Would you reproduce the entries exactly, including every line?

[Stored data entries]
"""
use kurbo::Rect;

use crate::foundation::core::{Affine, Size};

/// A preferred track transform snapped to an exact quarter-turn rotation or flip.
#[derive(Clone, Copy, Debug, PartialEq)]
pub struct Orientation {
    /// Maps natural (stored) pixel positions into the oriented output.
    pub to_output: Affine,
    /// Oriented output dimensions.
    pub size: Size,
}

impl Orientation {
    /// Whether the stored frame is already upright.
    pub fn is_identity(&self) -> bool {
        self.to_output == Affine::IDENTITY
    }

    /// Output pixel position back to the natural frame.
    pub fn to_natural(&self) -> Affine {
        self.to_output.inverse()
    }
}

fn snap_unit(v: f64) -> f64 {
    if v > 0.5 {
        1.0
    } else if v < -0.5 {
        -1.0
    } else {
        0.0
    }
}

/// Snap `preferred` to a signed axis permutation and translate it so the oriented frame starts at
/// the origin. Quarter turns swap the output width and height.
pub fn normalize_orientation(preferred: Affine, natural: Size) -> Orientation {
    let [a, b, c, d, _, _] = preferred.as_coeffs();
    let (a, b, c, d) = (snap_unit(a), snap_unit(b), snap_unit(c), snap_unit(d));
    let det = a * d - b * c;
    let linear = if det.abs() == 1.0 {
        Affine::new([a, b, c, d, 0.0, 0.0])
    } else {
        tracing::warn!(?preferred, "unsupported preferred transform, using identity");
        Affine::IDENTITY
    };

    let frame = Rect::new(
        0.0,
        0.0,
        f64::from(natural.width),
        f64::from(natural.height),
    );
    let bbox = linear.transform_rect_bbox(frame);
    let to_output = Affine::translate((-bbox.x0, -bbox.y0)) * linear;
    Orientation {
        to_output,
        size: Size::new(bbox.width().round() as u32, bbox.height().round() as u32),
    }
}

#[cfg(test)]
#[path = "../../tests/unit/transform/orientation.rs"]
mod tests;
"""
* OUTPUT OF THE EXERCISE *
use kurbo::Rect;

use crate::foundation::core::{Affine, Size};

/// A preferred track transform snapped to an exact quarter-turn rotation or flip.
#[derive(Clone, Copy, Debug, PartialEq)]
pub struct Orientation {
    /// Maps natural (stored) pixel positions into the oriented output.
    pub to_output: Affine,
    /// Oriented output dimensions.
    pub size: Size,
}

impl Orientation {
    /// Whether the stored frame is already upright.
    pub fn is_identity(&self) -> bool {
        self.to_output == Affine::IDENTITY
    }

    /// Output pixel position back to the natural frame.
    pub fn to_natural(&self) -> Affine {
        self.to_output.inverse()
    }
}

fn snap_unit(v: f64) -> f64 {
    if v > 0.5 {
        1.0
    } else if v < -0.5 {
        -1.0
    } else {
        0.0
    }
}

/// Snap `preferred` to a signed axis permutation and translate it so the oriented frame starts at
/// the origin. Quarter turns swap the output width and height.
pub fn normalize_orientation(preferred: Affine, natural: Size) -> Orientation {
    let [a, b, c, d, _, _] = preferred.as_coeffs();
    let (a, b, c, d) = (snap_unit(a), snap_unit(b), snap_unit(c), snap_unit(d));
    let det = a * d - b * c;
    let linear = if det.abs() == 1.0 {
        Affine::new([a, b, c, d, 0.0, 0.0])
    } else {
        tracing::warn!(?preferred, "unsupported preferred transform, using identity");
        Affine::IDENTITY
    };

    let frame = Rect::new(
        0.0,
        0.0,
        f64::from(natural.width),
        f64::from(natural.height),
    );
    let bbox = linear.transform_rect_bbox(frame);
    let to_output = Affine::translate((-bbox.x0, -bbox.y0)) * linear;
    Orientation {
        to_output,
        size: Size::new(bbox.width().round() as u32, bbox.height().round() as u32),
    }
}

#[cfg(test)]
#[path = "../../tests/unit/transform/orientation.rs"]
mod tests;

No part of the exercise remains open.